Key points of Zywicki’s article include:
- For many Americans the law has meant higher interest rates, increases in fees, and reduced credit limits.
- Unintended consequence number one: If companies can’t raise interest rates on risky borrowers, they raise interest rates on all borrowers, even those with spotless records.
- Unintended consequence number two: If companies can’t price risk efficiently and rationally, they cut off customers, which pushes them to payday lenders, which are really expensive.
- Unintended consequence number three: If companies can’t price risk efficiently and rationally, they will reduce their lending, which means credit card limits are lowered.

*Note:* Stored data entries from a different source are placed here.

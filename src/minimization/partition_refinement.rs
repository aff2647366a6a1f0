use std::collections::BTreeSet;

use itertools::Itertools;
use tracing::trace;

use crate::{
    math::{self, Partition},
    prelude::*,
};

/// Computes the coarsest partition of the states of the deterministic automaton `aut` in which
/// states of the same class agree on finality and, for every symbol, have successors in the same
/// class. This is done by Moore's algorithm: starting from the split into final and non-final
/// states, every class is split according to the classes of the successors of its members until
/// the partition does not change anymore.
///
/// Missing transitions lead into an implicit rejecting sink, which takes part in the refinement
/// like any other state but is dropped from the returned partition. States that can never accept
/// end up in the class of the sink.
///
/// Every round either leaves the partition as it is or increases the number of classes, which is
/// bounded by the number of states, so the refinement terminates.
pub(crate) fn refine(aut: &Automaton) -> Partition<String> {
    let names = aut.states().collect_vec();
    let sink = names.len();

    let successors = names
        .iter()
        .map(|q| {
            aut.alphabet()
                .universe()
                .map(|sym| {
                    aut.successors(q, sym)
                        .iter()
                        .next()
                        .and_then(|p| aut.state_index(p))
                        .unwrap_or(sink)
                })
                .collect_vec()
        })
        .chain(std::iter::once(vec![sink; aut.alphabet().size()]))
        .collect_vec();

    let (accepting, rejecting): (Vec<usize>, Vec<usize>) =
        (0..=sink).partition(|&q| q != sink && aut.is_final(names[q]));
    let mut partition = Partition::new([accepting, rejecting]);

    let mut round = 0;
    loop {
        round += 1;
        let mut class_of = vec![0; sink + 1];
        for (id, class) in partition.iter().enumerate() {
            for &q in class {
                class_of[q] = id;
            }
        }

        let mut refined = vec![];
        for class in partition.iter() {
            if class.len() == 1 {
                refined.push(class.clone());
                continue;
            }
            let mut split: math::IndexedMap<Vec<usize>, BTreeSet<usize>> =
                math::IndexedMap::default();
            for &q in class {
                let signature = successors[q].iter().map(|&p| class_of[p]).collect_vec();
                split.entry(signature).or_default().insert(q);
            }
            refined.extend(split.into_values());
        }

        let refined = Partition::from(refined);
        trace!(
            "refinement round {round} produced {} classes from {}",
            refined.size(),
            partition.size()
        );
        if refined.size() == partition.size() {
            break;
        }
        partition = refined;
    }

    Partition::new(partition.into_iter().map(|class| {
        class
            .into_iter()
            .filter(|&q| q != sink)
            .map(|q| names[q].clone())
            .collect_vec()
    }))
}

#[cfg(test)]
mod tests {
    use super::refine;
    use crate::{math::Partition, prelude::*};

    #[test_log::test]
    fn refinement_of_wiki_dfa() {
        let partition = refine(&crate::tests::wiki_dfa());
        let expected = Partition::new([
            vec!["a".to_string(), "b".to_string()],
            vec!["c".to_string(), "d".to_string(), "e".to_string()],
            vec!["f".to_string()],
        ]);
        assert_eq!(partition, expected);
    }

    #[test]
    fn missing_transitions_lead_into_the_sink() {
        let aut = AutomatonBuilder::default()
            .with_transitions([("p", 'a', "q"), ("q", 'a', "q"), ("r", 'b', "q")])
            .into_automaton("p");
        assert_eq!(refine(&aut).size(), 1);

        let aut = AutomatonBuilder::default()
            .with_transitions([("p", 'a', "q"), ("q", 'a', "q"), ("r", 'b', "q")])
            .with_final_states(["q"])
            .into_automaton("p");
        let partition = refine(&aut);
        assert_eq!(partition.size(), 3);
        assert_ne!(partition.class_of(&"p".to_string()), partition.class_of(&"r".to_string()));
    }
}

- Banks also drop customers altogether: “In his letter to shareholders last spring, Jamie Dimon of J.P. Morgan Chase reported that, ‘In the future, we no longer will be offering credit cards to approximately 15% of the customers to whom we currently offer them. This is mostly because we deem them too risky in light of new regulations restricting our ability to make adjustments over time as the client’s risk profile changes.'” … “Meet the new payday loan customers,” wrote Zywicki.

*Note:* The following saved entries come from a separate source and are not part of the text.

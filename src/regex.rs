use itertools::Itertools;
use tracing::{debug, trace};

use crate::{math, prelude::*};

/// A regular expression over `char` symbols. Values are built bottom-up through the constructor
/// functions [`Regex::alternation`], [`Regex::concatenation`], [`Regex::star`], [`Regex::symbol`]
/// and [`Regex::epsilon`], which flatten nested operators, drop neutral operands and insert a
/// [`Regex::Grouping`] wherever precedence requires one. Thus the [`std::fmt::Display`]
/// implementation can render the expression without adding any parentheses itself.
///
/// # Example
/// ```
/// use finite_automata::prelude::*;
///
/// let r = Regex::concatenation([
///     Regex::symbol('a'),
///     Regex::star(Regex::alternation([Regex::symbol('b'), Regex::symbol('c')])),
///     Regex::epsilon(),
/// ]);
/// assert_eq!(r.to_string(), "a(b|c)*");
/// assert!(r.matches("abcb"));
/// assert!(!r.matches("ba"));
/// ```
#[derive(Clone, Debug, PartialEq, Eq, Hash)]
pub enum Regex {
    /// Matches if any of the operands matches.
    Alternation(Vec<Regex>),
    /// Matches the operands one after another.
    Concatenation(Vec<Regex>),
    /// Matches any number of repetitions of the operand.
    Star(Box<Regex>),
    /// Parenthesizes the operand.
    Grouping(Box<Regex>),
    /// Matches a single symbol, or the empty word for `None`.
    Terminal(Option<char>),
}

impl Regex {
    /// Matches only the empty word.
    pub fn epsilon() -> Self {
        Regex::Terminal(None)
    }

    /// Matches exactly the given symbol.
    pub fn symbol(sym: char) -> Self {
        Regex::Terminal(Some(sym))
    }

    /// Returns true if `self` is the terminal for the empty word.
    pub fn is_epsilon(&self) -> bool {
        matches!(self, Regex::Terminal(None))
    }

    /// Removes a grouping around `self`, if there is one.
    fn ungrouped(self) -> Self {
        match self {
            Regex::Grouping(inner) => inner.ungrouped(),
            other => other,
        }
    }

    /// Wraps `self` in a grouping if it is an alternation or a concatenation.
    fn grouped(self) -> Self {
        match self {
            Regex::Alternation(_) | Regex::Concatenation(_) => Regex::Grouping(Box::new(self)),
            other => other,
        }
    }

    /// Builds the alternation of the given operands. Nested alternations are flattened and
    /// duplicate operands removed, a single remaining operand is returned as is.
    pub fn alternation<I: IntoIterator<Item = Regex>>(operands: I) -> Self {
        let mut flat = vec![];
        for operand in operands {
            match operand.ungrouped() {
                Regex::Alternation(inner) => flat.extend(inner),
                other => flat.push(other),
            }
        }
        let mut flat = flat.into_iter().unique().collect_vec();
        match flat.len() {
            0 => Regex::epsilon(),
            1 => flat.remove(0),
            _ => Regex::Alternation(flat),
        }
    }

    /// Builds the concatenation of the given operands. Nested concatenations are flattened and
    /// epsilon operands dropped. If nothing remains, the result is epsilon.
    pub fn concatenation<I: IntoIterator<Item = Regex>>(operands: I) -> Self {
        let mut flat = vec![];
        for operand in operands {
            match operand.ungrouped() {
                Regex::Concatenation(inner) => flat.extend(inner),
                other if other.is_epsilon() => {}
                Regex::Alternation(inner) => {
                    flat.push(Regex::Grouping(Box::new(Regex::Alternation(inner))))
                }
                other => flat.push(other),
            }
        }
        match flat.len() {
            0 => Regex::epsilon(),
            1 => flat.remove(0).ungrouped(),
            _ => Regex::Concatenation(flat),
        }
    }

    /// Builds the Kleene star of `operand`. The star of epsilon is epsilon and a star is not
    /// applied twice.
    pub fn star(operand: Regex) -> Self {
        match operand.ungrouped() {
            r if r.is_epsilon() => r,
            Regex::Star(inner) => Regex::Star(inner),
            other => Regex::Star(Box::new(other.grouped())),
        }
    }

    /// Returns all positions in `word` at which a match of `self` that begins at `start` can end.
    fn ends(&self, word: &[char], start: usize) -> math::OrderedSet<usize> {
        match self {
            Regex::Terminal(None) => math::OrderedSet::from([start]),
            Regex::Terminal(Some(sym)) => match word.get(start) {
                Some(c) if c == sym => math::OrderedSet::from([start + 1]),
                _ => math::OrderedSet::new(),
            },
            Regex::Grouping(inner) => inner.ends(word, start),
            Regex::Alternation(operands) => operands
                .iter()
                .flat_map(|operand| operand.ends(word, start))
                .collect(),
            Regex::Concatenation(operands) => {
                operands
                    .iter()
                    .fold(math::OrderedSet::from([start]), |positions, operand| {
                        positions
                            .into_iter()
                            .flat_map(|p| operand.ends(word, p))
                            .collect()
                    })
            }
            Regex::Star(inner) => {
                let mut reached = math::OrderedSet::from([start]);
                let mut frontier = vec![start];
                while !frontier.is_empty() {
                    frontier = frontier
                        .into_iter()
                        .flat_map(|p| inner.ends(word, p))
                        .filter(|p| reached.insert(*p))
                        .collect();
                }
                reached
            }
        }
    }

    /// Returns true if `self` matches the whole of `word`.
    pub fn matches(&self, word: &str) -> bool {
        let word = word.chars().collect_vec();
        self.ends(&word, 0).contains(&word.len())
    }
}

impl std::fmt::Display for Regex {
    fn fmt(&self, f: &mut std::fmt::Formatter<'_>) -> std::fmt::Result {
        match self {
            Regex::Alternation(operands) => write!(f, "{}", operands.iter().join("|")),
            Regex::Concatenation(operands) => write!(f, "{}", operands.iter().join("")),
            Regex::Star(operand) => write!(f, "{operand}*"),
            Regex::Grouping(operand) => write!(f, "({operand})"),
            Regex::Terminal(Some(sym)) => write!(f, "{sym}"),
            Regex::Terminal(None) => write!(f, "ε"),
        }
    }
}

/// Edges between the states of the generalized automaton used during state elimination, labeled
/// with regular expressions. The original states keep their positions, the fresh initial and final
/// states come after them.
struct Generalized {
    edges: math::OrderedMap<(usize, usize), Regex>,
}

impl Generalized {
    fn add(&mut self, from: usize, to: usize, label: Regex) {
        let label = match self.edges.remove(&(from, to)) {
            Some(existing) => Regex::alternation([existing, label]),
            None => label,
        };
        self.edges.insert((from, to), label);
    }

    /// Removes `state`, connecting each of its predecessors to each of its successors with the
    /// expression for passing through it.
    fn eliminate(&mut self, state: usize) {
        let self_loop = self.edges.remove(&(state, state)).map(Regex::star);
        let incoming = self
            .edges
            .keys()
            .filter(|(_, to)| *to == state)
            .copied()
            .collect_vec()
            .into_iter()
            .filter_map(|key| self.edges.remove(&key).map(|label| (key.0, label)))
            .collect_vec();
        let outgoing = self
            .edges
            .keys()
            .filter(|(from, _)| *from == state)
            .copied()
            .collect_vec()
            .into_iter()
            .filter_map(|key| self.edges.remove(&key).map(|label| (key.1, label)))
            .collect_vec();

        for (from, into) in &incoming {
            for (to, out) in &outgoing {
                let through = Regex::concatenation(
                    std::iter::once(into.clone())
                        .chain(self_loop.clone())
                        .chain(std::iter::once(out.clone())),
                );
                self.add(*from, *to, through);
            }
        }
    }
}

impl Automaton {
    /// Extracts a regular expression that matches exactly the words accepted by `self`, using state
    /// elimination. A fresh initial state with an epsilon transition to the initial state and a fresh
    /// final state with epsilon transitions from every final state are added, then all original
    /// states are eliminated one at a time in ascending order of their names.
    ///
    /// Returns `None` if `self` accepts no word at all, as there is no expression for the empty
    /// language.
    ///
    /// # Example
    /// ```
    /// use finite_automata::prelude::*;
    ///
    /// let aut = AutomatonBuilder::default()
    ///     .with_transitions([("q0", '0', "q0"), ("q0", '1', "q1"), ("q1", '0', "q1"), ("q1", '1', "q1")])
    ///     .with_final_states(["q1"])
    ///     .into_automaton("q0");
    /// assert_eq!(aut.to_regex().unwrap().to_string(), "0*1(0|1)*");
    /// ```
    pub fn to_regex(&self) -> Option<Regex> {
        let start = self.size();
        let accept = start + 1;
        let index = |q: &str| self.state_index(q).unwrap_or(start);

        let mut generalized = Generalized {
            edges: math::OrderedMap::new(),
        };
        generalized.add(start, index(self.initial()), Regex::epsilon());
        for (state, symbol, next) in self.transitions().entries() {
            let label = Regex::Terminal(symbol.as_char());
            for p in next {
                generalized.add(index(state), index(p), label.clone());
            }
        }
        for q in self.final_states() {
            generalized.add(index(q), accept, Regex::epsilon());
        }

        for q in self.states().sorted() {
            trace!("eliminating {q}");
            generalized.eliminate(index(q));
        }

        let regex = generalized.edges.remove(&(start, accept));
        debug!(
            "extracted regular expression {} from automaton with {} states",
            regex.as_ref().map(|r| r.to_string()).unwrap_or("∅".to_string()),
            self.size()
        );
        regex
    }
}

#[cfg(test)]
mod tests {
    use crate::prelude::*;
    use crate::tests::{binary_contains_one, contains_ab, epsilon_chain, wiki_dfa};

    #[test]
    fn rendering() {
        let r = Regex::alternation([
            Regex::concatenation([Regex::symbol('a'), Regex::symbol('b')]),
            Regex::epsilon(),
            Regex::star(Regex::symbol('c')),
        ]);
        assert_eq!(r.to_string(), "ab|ε|c*");
        assert_eq!(
            Regex::star(Regex::concatenation([Regex::symbol('a'), Regex::symbol('b')])).to_string(),
            "(ab)*"
        );
        assert_eq!(Regex::star(Regex::epsilon()), Regex::epsilon());
        assert_eq!(
            Regex::star(Regex::star(Regex::symbol('a'))).to_string(),
            "a*"
        );
        assert_eq!(
            Regex::alternation([Regex::symbol('a'), Regex::symbol('a')]),
            Regex::symbol('a')
        );
    }

    #[test]
    fn nested_operators_are_flattened() {
        let r = Regex::concatenation([
            Regex::concatenation([Regex::symbol('a'), Regex::epsilon()]),
            Regex::alternation([
                Regex::symbol('b'),
                Regex::alternation([Regex::symbol('c'), Regex::symbol('d')]),
            ]),
        ]);
        assert_eq!(r.to_string(), "a(b|c|d)");
        assert!(matches!(&r, Regex::Concatenation(operands) if operands.len() == 2));
    }

    #[test]
    fn matching() {
        let r = Regex::concatenation([
            Regex::star(Regex::alternation([Regex::symbol('a'), Regex::epsilon()])),
            Regex::symbol('b'),
        ]);
        assert!(r.matches("b"));
        assert!(r.matches("aaab"));
        assert!(!r.matches("aaa"));
        assert!(!r.matches("bb"));
    }

    #[test_log::test]
    fn state_elimination() {
        assert_eq!(
            binary_contains_one().to_regex().unwrap().to_string(),
            "0*1(0|1)*"
        );
        assert_eq!(epsilon_chain().to_regex().unwrap().to_string(), "a");
    }

    #[test]
    fn empty_language_has_no_regex() {
        let aut = AutomatonBuilder::default()
            .with_transitions([("q0", 'a', "q0")])
            .into_automaton("q0");
        assert_eq!(aut.to_regex(), None);

        let unreachable_final = AutomatonBuilder::default()
            .with_transitions([("q0", 'a', "q0"), ("q1", 'a', "q1")])
            .with_final_states(["q1"])
            .into_automaton("q0");
        assert_eq!(unreachable_final.to_regex(), None);
    }

    #[test]
    fn extracted_regex_matches_the_same_words() {
        for aut in [binary_contains_one(), contains_ab(), epsilon_chain(), wiki_dfa()] {
            let regex = aut.to_regex().unwrap();
            for word in KleeneStar::up_to(aut.alphabet(), 5) {
                assert_eq!(aut.accepts_word(&word), regex.matches(&word), "{regex} on {word}");
            }
        }
    }
}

- “Nontraditional financial products serve an important role in the marketplace for the millions of consumers who count on them. Even pawn shops and loan sharks are more palatable and less expensive than the bounced checks and utility shut-offs that would result in their absence.”
Some states are stepping up regulation of payday lenders, which is one of the places people go to for loans if they can’t get a credit card. Montana is such a state, having recently passed — by a citizen ballot measure — a 36 percent interest rate cap on loans. As a result, the Great Falls Tribune reports that nearly all such lenders have closed, with some staying open to collect on existing loans without making new loans.
Comments left to the Wall Street Journal article wonder where the authors of this bill — Former Connecticut Senator Chris Dodd and Representative Barney Frank of Massachusetts — were aware of these entirely predictable consequences. Or, were they just out for a power grab?
No matter what the answer, this is yet another of endless examples of where government regulation — whether well intended or not — harms the people it is intended to help, and others along the way.
Dodd-Frank and the Return of the Loan Shark
In the name of consumer protection, Congress has pushed more Americans outside the traditional banking system.
By Todd Zywicki
The least surprising event of 2010 was that, in the wake of new federal limits on how credit-card issuers can price risk and adjust interest rates, more Americans had to go to payday lenders, pawn shops and local loan sharks in order to get credit. It’s simply the latest installment in the old story of regulators thinking they can wish away the unintended consequences of consumer credit regulation.
Proponents of the 2009 Credit CARD (Card Accountability Responsibility and Disclosure) Act argued that it would protect Americans from exploitative credit-card companies by limiting penalty fees and interest-rate adjustments. For many Americans, though, the law meant higher interest rates, an increase in other fees, and reduced credit limits.